Grillen ist Frauensache

Die Grilltussi

MÄNNER! FEUER! FLEISCH! TESTOSTERON!

So in etwa sieht die deutsche Welt des Grillens aus, ob in Grill-, Fleisch- und anderen Food-Blogs, Büchern oder den vorgeblichen Fachzeitschriften – und mit hoher Wahrscheinlichkeit auch in vielen Gärten und Hinterhöfen. Männer grillen. Frauen machen die Beilagen.  Und wenn Frauen überhaupt mal grillen, dann am besten am fettsparenden Elektrogrill und Dinge wie Gemüse, Tofu oder maximal mageres Geflügelfleisch.

ÄHM. HALT. STOP. MOOOOMENT.

Diese ganze Macho-Grill-Brofood-Nummer macht mich seit Jahren wütend.
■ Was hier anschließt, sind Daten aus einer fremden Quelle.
// crates/certsuite-usage-core/src/runtime/registry.rs
// ============================================================================
// Module: Registry Usage Aggregator
// Description: Pull-count ingestion from the registry aggregated-logs API.
// Purpose: Upsert one row per (date, kind) for the trailing day window.
// Dependencies: crate::{core, interfaces}, tracing
// ============================================================================

//! ## Overview
//! A run opens a store, fetches the [yesterday, today] aggregated logs for
//! the configured repository, normalizes each entry's datetime to a date, and
//! upserts it. The first parse or write failure aborts the remaining batch;
//! rows already written stay in place.

// ============================================================================
// SECTION: Imports
// ============================================================================

use time::OffsetDateTime;
use tracing::debug;
use tracing::error;
use tracing::info;

use crate::core::AggregatedLogRow;
use crate::core::FetchWindow;
use crate::core::parse_registry_datetime;
use crate::interfaces::RegistryClient;
use crate::interfaces::StoreOpener;
use crate::runtime::error::IngestError;
use crate::runtime::error::RunSummary;

// ============================================================================
// SECTION: Target
// ============================================================================

/// Registry repository whose pulls are counted.
#[derive(Debug, Clone, PartialEq, Eq)]
pub struct RegistryTarget {
    /// Registry namespace (organization).
    pub namespace: String,
    /// Repository name within the namespace.
    pub repository: String,
}

// ============================================================================
// SECTION: Aggregator
// ============================================================================

/// Ingests registry pull counts into a usage store.
pub struct RegistryUsageAggregator<'a, C: ?Sized, S: ?Sized> {
    /// Registry API client.
    client: &'a C,
    /// Store opened once per run.
    stores: &'a S,
    /// Repository to query.
    target: RegistryTarget,
}

impl<'a, C, S> RegistryUsageAggregator<'a, C, S>
where
    C: RegistryClient + ?Sized,
    S: StoreOpener + ?Sized,
{
    /// Creates an aggregator for `target`.
    #[must_use]
    pub const fn new(client: &'a C, stores: &'a S, target: RegistryTarget) -> Self {
        Self {
            client,
            stores,
            target,
        }
    }

    /// Runs against the window ending at the current instant.
    ///
    /// # Errors
    ///
    /// Returns [`IngestError`] on the first fetch, parse, or store failure.
    pub fn run(&self) -> Result<RunSummary, IngestError> {
        self.run_for(FetchWindow::ending_now())
    }

    /// Runs against the window ending at `now`.
    ///
    /// # Errors
    ///
    /// Returns [`IngestError`] on the first fetch, parse, or store failure.
    pub fn run_at(&self, now: OffsetDateTime) -> Result<RunSummary, IngestError> {
        self.run_for(FetchWindow::ending_at(now))
    }

    /// Runs against an explicit window.
    ///
    /// # Errors
    ///
    /// Returns [`IngestError`] on the first fetch, parse, or store failure.
    pub fn run_for(&self, window: FetchWindow) -> Result<RunSummary, IngestError> {
        let store = self.stores.open()?;
        info!(
            namespace = %self.target.namespace,
            repository = %self.target.repository,
            start = %window.start_param(),
            end = %window.end_param(),
            "fetching registry aggregated logs"
        );
        let logs = self
            .client
            .aggregated_logs(&self.target.namespace, &self.target.repository, &window)
            .map_err(|err| {
                error!(error = %err, "registry fetch failed");
                IngestError::Fetch(err)
            })?;
        info!(entries = logs.aggregated.len(), "fetched registry aggregated logs");

        let mut summary = RunSummary {
            fetched: logs.aggregated.len(),
            upserts: 0,
        };
        for entry in &logs.aggregated {
            debug!(datetime = %entry.datetime, count = entry.count, kind = %entry.kind, "upserting aggregated log");
            let date = parse_registry_datetime(&entry.datetime).map_err(|err| {
                error!(datetime = %entry.datetime, error = %err, "registry datetime rejected");
                IngestError::from(err)
            })?;
            let row = AggregatedLogRow::new(date, entry.kind.clone(), entry.count)?;
            store.upsert_aggregated_log(&row).map_err(|err| {
                error!(date = %row.date_text(), kind = %row.kind, count = row.count, error = %err, "aggregated log write failed");
                err
            })?;
            summary.upserts += 1;
        }
        info!(upserts = summary.upserts, "stored registry aggregated logs");
        Ok(summary)
    }
}
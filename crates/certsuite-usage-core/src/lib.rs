// crates/certsuite-usage-core/src/lib.rs
// ============================================================================
// Module: Certsuite Usage Core Library
// Description: Public API surface for the usage ingestion core.
// Purpose: Expose row types, interfaces, and aggregators.
// Dependencies: crate::{core, interfaces, runtime}
// ============================================================================

//! ## Overview
//! Certsuite usage core pulls registry pull counts and CI test results and
//! reconciles them with stored rows. It is backend-agnostic: stores and HTTP
//! clients plug in through the traits in [`interfaces`].

// ============================================================================
// SECTION: Modules
// ============================================================================

pub mod core;
pub mod interfaces;
pub mod runtime;

// ============================================================================
// SECTION: Re-Exports
// ============================================================================

pub use core::*;

pub use interfaces::CiClient;
pub use interfaces::ClientError;
pub use interfaces::RegistryClient;
pub use interfaces::StoreError;
pub use interfaces::StoreOpener;
pub use interfaces::UsageStore;
pub use runtime::CiJobAggregator;
pub use runtime::FetchError;
pub use runtime::InMemoryUsageStore;
pub use runtime::IngestError;
pub use runtime::RegistryTarget;
pub use runtime::RegistryUsageAggregator;
pub use runtime::RunSummary;
pub use runtime::UsageReport;
pub use runtime::fetch_usage;
//! Render settings and their mapping onto the renderer's command line.

pub mod args;
pub mod settings;

pub use args::render_args;
pub use settings::{validate_project, LayerComp, OutputFormat, RenderSettings};
use std::net::SocketAddr;
use std::sync::Arc;

use axum::{
    body::Bytes,
    extract::{ConnectInfo, DefaultBodyLimit, Path, State},
    http::{header, StatusCode},
    response::{IntoResponse, Response},
    routing::{delete, get, post, put},
    Json, Router,
};
use serde_json::json;
use tokio_util::sync::CancellationToken;
use tower_http::cors::{Any, CorsLayer};
use tower_http::limit::RequestBodyLimitLayer;

use crate::error::{FarmError, Result};
use crate::farm::protocol::{
    AddJobRequest, AddJobResponse, AssignRequest, ErrorBody, GetJobRequest, GetJobResponse,
    HeartbeatRequest, HeartbeatResponse, JobCompleteRequest, JobCompleteResponse, QueueResponse,
    RegisterRequest, RegisterResponse, StatusResponse,
};
use crate::farm::registry::FarmRegistry;
use crate::scheduler::job::JobId;

/// `FarmError` as an HTTP response with a JSON `{ "error": ... }` body.
#[derive(Debug)]
pub struct ApiError(pub FarmError);

impl From<FarmError> for ApiError {
    fn from(err: FarmError) -> Self {
        ApiError(err)
    }
}

impl IntoResponse for ApiError {
    fn into_response(self) -> Response {
        let status = match &self.0 {
            FarmError::Validation(_) => StatusCode::BAD_REQUEST,
            FarmError::JobNotFound(_) | FarmError::NodeNotFound(_) => StatusCode::NOT_FOUND,
            FarmError::DuplicateJob(_)
            | FarmError::InvalidState { .. }
            | FarmError::InvalidTransition { .. } => StatusCode::CONFLICT,
            FarmError::NodeOffline(_) => StatusCode::GONE,
            other => {
                tracing::error!(error = %other, "Farm request failed");
                StatusCode::INTERNAL_SERVER_ERROR
            }
        };
        let body = ErrorBody {
            error: self.0.to_string(),
        };
        (status, Json(body)).into_response()
    }
}

type ApiResult<T> = std::result::Result<T, ApiError>;

#[derive(Clone)]
struct ServerState {
    registry: Arc<FarmRegistry>,
}

/// All farm endpoints. Bundle uploads may be up to `max_bundle_bytes`.
pub fn router(registry: Arc<FarmRegistry>, max_bundle_bytes: usize) -> Router {
    let cors = CorsLayer::new()
        .allow_origin(Any)
        .allow_methods(Any)
        .allow_headers(Any);

    let transfers = Router::new()
        .route(
            "/api/transfer/{id}",
            put(upload_bundle_handler).get(download_bundle_handler),
        )
        .layer(DefaultBodyLimit::disable())
        .layer(RequestBodyLimitLayer::new(max_bundle_bytes));

    Router::new()
        .route("/api/register", post(register_handler))
        .route("/api/heartbeat", post(heartbeat_handler))
        .route("/api/get_job", post(get_job_handler))
        .route("/api/job_complete", post(job_complete_handler))
        .route("/api/status", get(status_handler))
        .route("/api/add_job", post(add_job_handler))
        .route("/api/queue", get(queue_handler))
        .route("/api/jobs/{id}/cancel", post(cancel_handler))
        .route("/api/jobs/{id}/assign", post(assign_handler))
        .route("/api/jobs/{id}/retry", post(retry_handler))
        .route("/api/jobs/{id}", delete(remove_handler))
        .merge(transfers)
        .layer(cors)
        .with_state(ServerState { registry })
}

/// Serve the farm API until `cancel` fires. Failing to bind is returned
/// to the caller; the master cannot run without its port.
pub async fn run_server(
    registry: Arc<FarmRegistry>,
    addr: SocketAddr,
    max_bundle_bytes: usize,
    cancel: CancellationToken,
) -> Result<()> {
    let listener = tokio::net::TcpListener::bind(addr).await.map_err(|e| {
        tracing::error!(addr = %addr, error = %e, "Failed to bind farm server");
        FarmError::Io(e)
    })?;
    tracing::info!(addr = %addr, "Farm master listening");

    let app = router(registry, max_bundle_bytes);
    axum::serve(
        listener,
        app.into_make_service_with_connect_info::<SocketAddr>(),
    )
    .with_graceful_shutdown(async move { cancel.cancelled().await })
    .await?;
    tracing::info!("Farm server stopped");
    Ok(())
}

async fn register_handler(
    State(state): State<ServerState>,
    ConnectInfo(peer): ConnectInfo<SocketAddr>,
    Json(req): Json<RegisterRequest>,
) -> Json<RegisterResponse> {
    let address = peer.ip().to_string();
    Json(state.registry.register(req, &address).await)
}

async fn heartbeat_handler(
    State(state): State<ServerState>,
    Json(req): Json<HeartbeatRequest>,
) -> ApiResult<Json<HeartbeatResponse>> {
    Ok(Json(state.registry.heartbeat(req).await?))
}

async fn get_job_handler(
    State(state): State<ServerState>,
    Json(req): Json<GetJobRequest>,
) -> ApiResult<Json<GetJobResponse>> {
    let job = state.registry.get_job(&req.node_id).await?;
    Ok(Json(GetJobResponse { job }))
}

async fn job_complete_handler(
    State(state): State<ServerState>,
    Json(req): Json<JobCompleteRequest>,
) -> ApiResult<Json<JobCompleteResponse>> {
    let accepted = state
        .registry
        .job_complete(&req.node_id, &req.job_id, req.outcome)
        .await?;
    Ok(Json(JobCompleteResponse { accepted }))
}

async fn status_handler(State(state): State<ServerState>) -> Json<StatusResponse> {
    Json(state.registry.status().await)
}

async fn add_job_handler(
    State(state): State<ServerState>,
    Json(req): Json<AddJobRequest>,
) -> ApiResult<Json<AddJobResponse>> {
    let job_id = state.registry.add_job(req).await?;
    Ok(Json(AddJobResponse { job_id }))
}

async fn queue_handler(State(state): State<ServerState>) -> Json<QueueResponse> {
    Json(state.registry.queue().await)
}

async fn cancel_handler(
    State(state): State<ServerState>,
    Path(id): Path<JobId>,
) -> ApiResult<Json<serde_json::Value>> {
    state.registry.request_cancel(&id).await?;
    Ok(Json(json!({})))
}

async fn assign_handler(
    State(state): State<ServerState>,
    Path(id): Path<JobId>,
    Json(req): Json<AssignRequest>,
) -> ApiResult<Json<serde_json::Value>> {
    state.registry.assign(&id, req.node_id).await?;
    Ok(Json(json!({})))
}

async fn retry_handler(
    State(state): State<ServerState>,
    Path(id): Path<JobId>,
) -> ApiResult<Json<serde_json::Value>> {
    state.registry.retry(&id).await?;
    Ok(Json(json!({})))
}

async fn remove_handler(
    State(state): State<ServerState>,
    Path(id): Path<JobId>,
) -> ApiResult<Json<serde_json::Value>> {
    state.registry.remove(&id).await?;
    Ok(Json(json!({})))
}

async fn upload_bundle_handler(
    State(state): State<ServerState>,
    Path(id): Path<JobId>,
    body: Bytes,
) -> ApiResult<Json<serde_json::Value>> {
    let store = state
        .registry
        .transfers()
        .ok_or_else(|| FarmError::Transfer("this master does not accept bundles".to_string()))?;
    store.put(&id, &body).await?;
    tracing::info!(job_id = %id, bytes = body.len(), "Bundle uploaded");
    Ok(Json(json!({ "bytes": body.len() })))
}

async fn download_bundle_handler(
    State(state): State<ServerState>,
    Path(id): Path<JobId>,
) -> ApiResult<Response> {
    let bytes = match state.registry.transfers() {
        Some(store) => store.get(&id).await?,
        None => None,
    };
    match bytes {
        Some(bytes) => Ok(([(header::CONTENT_TYPE, "application/zip")], bytes).into_response()),
        None => Err(FarmError::JobNotFound(id).into()),
    }
}
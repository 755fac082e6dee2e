use std::path::{Path, PathBuf};
use std::time::Duration;

use directories::ProjectDirs;
use serde::{Deserialize, Serialize};

use crate::error::{FarmError, Result};

pub const DEFAULT_FARM_PORT: u16 = 5580;
pub const MAX_CONCURRENT_LIMIT: usize = 16;

/// How to launch the external renderer and watch it.
#[derive(Debug, Clone, Serialize, Deserialize)]
#[serde(default)]
pub struct RendererConfig {
    /// Renderer executable.
    pub executable: PathBuf,
    /// Arguments placed before the render arguments, for launching the
    /// renderer through a wrapper.
    pub prefix_args: Vec<String>,
    /// Directory for per-job render logs. Defaults to `<config dir>/logs`.
    pub log_dir: Option<PathBuf>,
    /// Output folder poll interval for frame counting and status checks.
    pub poll_interval_ms: u64,
    /// Progress older than this gets a synthetic status message.
    pub stale_after_ms: u64,
    /// Kill a render that neither progresses nor exits for this long.
    /// `None` disables the watchdog.
    pub watchdog_timeout_ms: Option<u64>,
    /// Time between asking the renderer to stop and killing it.
    pub kill_grace_ms: u64,
    /// Initial total-time guess for video outputs, refined by frame lines.
    pub video_estimate_secs: u64,
    /// Output prefixes to drop on top of the built-in noise table.
    pub extra_noise_prefixes: Vec<String>,
}

impl Default for RendererConfig {
    fn default() -> Self {
        let executable = if cfg!(windows) {
            PathBuf::from(r"C:\Program Files\Moho 14\Moho.exe")
        } else {
            PathBuf::from("moho")
        };
        Self {
            executable,
            prefix_args: Vec::new(),
            log_dir: None,
            poll_interval_ms: 500,
            stale_after_ms: 20_000,
            watchdog_timeout_ms: Some(2 * 60 * 60 * 1000),
            kill_grace_ms: 5_000,
            video_estimate_secs: 120,
            extra_noise_prefixes: Vec::new(),
        }
    }
}

impl RendererConfig {
    pub fn new(executable: impl Into<PathBuf>) -> Self {
        Self {
            executable: executable.into(),
            ..Default::default()
        }
    }

    pub fn with_prefix_arg(mut self, arg: impl Into<String>) -> Self {
        self.prefix_args.push(arg.into());
        self
    }

    pub fn poll_interval(&self) -> Duration {
        Duration::from_millis(self.poll_interval_ms)
    }

    pub fn stale_after(&self) -> Duration {
        Duration::from_millis(self.stale_after_ms)
    }

    pub fn watchdog_timeout(&self) -> Option<Duration> {
        self.watchdog_timeout_ms.map(Duration::from_millis)
    }

    pub fn kill_grace(&self) -> Duration {
        Duration::from_millis(self.kill_grace_ms)
    }
}

/// Local queue settings.
#[derive(Debug, Clone, Serialize, Deserialize)]
#[serde(default)]
pub struct QueueConfig {
    /// Renders running at the same time on this machine (1-16).
    pub max_concurrent: usize,
    /// Queue snapshot, rewritten on every change.
    pub snapshot_path: Option<PathBuf>,
    /// Program that merges finished layer comps, for jobs that ask for it.
    pub compositor: Option<PathBuf>,
    pub compositor_args: Vec<String>,
}

impl Default for QueueConfig {
    fn default() -> Self {
        Self {
            max_concurrent: 1,
            snapshot_path: None,
            compositor: None,
            compositor_args: Vec::new(),
        }
    }
}

/// Retry policy for farm requests.
#[derive(Debug, Clone, Serialize, Deserialize)]
#[serde(default)]
pub struct RetryConfig {
    pub initial_delay_ms: u64,
    pub max_delay_ms: u64,
    pub multiplier: f64,
    /// Consecutive failures before the master is considered offline.
    pub max_attempts: u32,
}

impl Default for RetryConfig {
    fn default() -> Self {
        Self {
            initial_delay_ms: 1_000,
            max_delay_ms: 30_000,
            multiplier: 2.0,
            max_attempts: 5,
        }
    }
}

/// Master/slave timings and addresses.
#[derive(Debug, Clone, Serialize, Deserialize)]
#[serde(default)]
pub struct FarmConfig {
    pub port: u16,
    pub master_host: String,
    pub heartbeat_interval_ms: u64,
    /// A node with no heartbeat for this long is offline.
    pub liveness_timeout_ms: u64,
    /// A reservation not confirmed by heartbeat within this long is released.
    pub reservation_timeout_ms: u64,
    pub sweep_interval_ms: u64,
    /// Idle wait between job requests when the pool is empty.
    pub poll_interval_ms: u64,
    pub request_timeout_ms: u64,
    pub transfer_timeout_ms: u64,
    /// Where the master keeps uploaded project bundles.
    pub transfer_dir: Option<PathBuf>,
    /// Where a render node unpacks downloaded bundles.
    pub work_dir: Option<PathBuf>,
    /// Bundle the whole project folder, not just the project file.
    pub include_sibling_assets: bool,
    pub max_bundle_bytes: usize,
    pub discovery_timeout_ms: u64,
    pub discovery_concurrency: usize,
    pub retry: RetryConfig,
}

impl Default for FarmConfig {
    fn default() -> Self {
        Self {
            port: DEFAULT_FARM_PORT,
            master_host: "localhost".to_string(),
            heartbeat_interval_ms: 10_000,
            liveness_timeout_ms: 30_000,
            reservation_timeout_ms: 30_000,
            sweep_interval_ms: 10_000,
            poll_interval_ms: 3_000,
            request_timeout_ms: 10_000,
            transfer_timeout_ms: 300_000,
            transfer_dir: None,
            work_dir: None,
            include_sibling_assets: true,
            max_bundle_bytes: 2 * 1024 * 1024 * 1024,
            discovery_timeout_ms: 500,
            discovery_concurrency: 64,
            retry: RetryConfig::default(),
        }
    }
}

impl FarmConfig {
    pub fn master_url(&self) -> String {
        format!("http://{}:{}", self.master_host, self.port)
    }

    pub fn heartbeat_interval(&self) -> Duration {
        Duration::from_millis(self.heartbeat_interval_ms)
    }

    pub fn liveness_timeout(&self) -> Duration {
        Duration::from_millis(self.liveness_timeout_ms)
    }

    pub fn reservation_timeout(&self) -> Duration {
        Duration::from_millis(self.reservation_timeout_ms)
    }

    pub fn sweep_interval(&self) -> Duration {
        Duration::from_millis(self.sweep_interval_ms)
    }

    pub fn poll_interval(&self) -> Duration {
        Duration::from_millis(self.poll_interval_ms)
    }

    pub fn request_timeout(&self) -> Duration {
        Duration::from_millis(self.request_timeout_ms)
    }

    pub fn transfer_timeout(&self) -> Duration {
        Duration::from_millis(self.transfer_timeout_ms)
    }
}

#[derive(Debug, Clone, Default, Serialize, Deserialize)]
#[serde(default)]
pub struct AppConfig {
    pub renderer: RendererConfig,
    pub queue: QueueConfig,
    pub farm: FarmConfig,
}

impl AppConfig {
    /// Per-user directory for config, snapshots, logs and bundles:
    /// `$RENDER_FARM_HOME` if set, else the platform config directory.
    pub fn config_dir() -> Result<PathBuf> {
        resolve_config_dir(std::env::var_os("RENDER_FARM_HOME"))
    }

    /// Load the config file, or defaults when it does not exist.
    pub fn load(path: Option<&Path>) -> Result<Self> {
        let path = match path {
            Some(path) => path.to_path_buf(),
            None => Self::config_dir()?.join("config.json"),
        };
        let config = match std::fs::read_to_string(&path) {
            Ok(text) => serde_json::from_str(&text).map_err(|e| {
                FarmError::Validation(format!("config {}: {}", path.display(), e))
            })?,
            Err(e) if e.kind() == std::io::ErrorKind::NotFound => Self::default(),
            Err(e) => return Err(e.into()),
        };
        config.validate()?;
        Ok(config)
    }

    pub fn validate(&self) -> Result<()> {
        if self.queue.max_concurrent == 0 || self.queue.max_concurrent > MAX_CONCURRENT_LIMIT {
            return Err(FarmError::Validation(format!(
                "max_concurrent must be 1-{}, got {}",
                MAX_CONCURRENT_LIMIT, self.queue.max_concurrent
            )));
        }
        let intervals = [
            ("renderer.poll_interval_ms", self.renderer.poll_interval_ms),
            ("farm.heartbeat_interval_ms", self.farm.heartbeat_interval_ms),
            ("farm.liveness_timeout_ms", self.farm.liveness_timeout_ms),
            ("farm.reservation_timeout_ms", self.farm.reservation_timeout_ms),
            ("farm.sweep_interval_ms", self.farm.sweep_interval_ms),
        ];
        for (name, value) in intervals {
            if value == 0 {
                return Err(FarmError::Validation(format!("{} must be positive", name)));
            }
        }
        Ok(())
    }

    pub fn snapshot_path(&self) -> Result<PathBuf> {
        self.dir_or_default(self.queue.snapshot_path.as_ref(), "autosave_queue.json")
    }

    pub fn log_dir(&self) -> Result<PathBuf> {
        self.dir_or_default(self.renderer.log_dir.as_ref(), "logs")
    }

    pub fn transfer_dir(&self) -> Result<PathBuf> {
        self.dir_or_default(self.farm.transfer_dir.as_ref(), "transfers")
    }

    /// Where a render node unpacks project bundles.
    pub fn work_dir(&self) -> Result<PathBuf> {
        self.dir_or_default(self.farm.work_dir.as_ref(), "work")
    }

    fn dir_or_default(&self, configured: Option<&PathBuf>, name: &str) -> Result<PathBuf> {
        match configured {
            Some(path) => Ok(path.clone()),
            None => Ok(Self::config_dir()?.join(name)),
        }
    }
}

fn resolve_config_dir(home_override: Option<std::ffi::OsString>) -> Result<PathBuf> {
    if let Some(dir) = home_override {
        return Ok(PathBuf::from(dir));
    }
    ProjectDirs::from("", "", "render-farm")
        .map(|dirs| dirs.config_dir().to_path_buf())
        .ok_or_else(|| {
            FarmError::Validation(
                "no home directory to keep render-farm state in; set RENDER_FARM_HOME".to_string(),
            )
        })
}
Ganz besonders, wenn die automatische Ansprache zum Thema Grillen sich ausschließlich an das männliche Geschlecht richtet. Es gehört kein Y-Chromosom dazu, um Spaß daran zu haben, auf Holzfeuer oder Kohle Essen zuzubereiten, und auch vor großen Stücken Fleisch fürchtet sich keine gestandene Grilltussi. Frauen müssen sich den Grill nicht erobern – wir stehen seit 2 Millionen Jahren am Lagerfeuer.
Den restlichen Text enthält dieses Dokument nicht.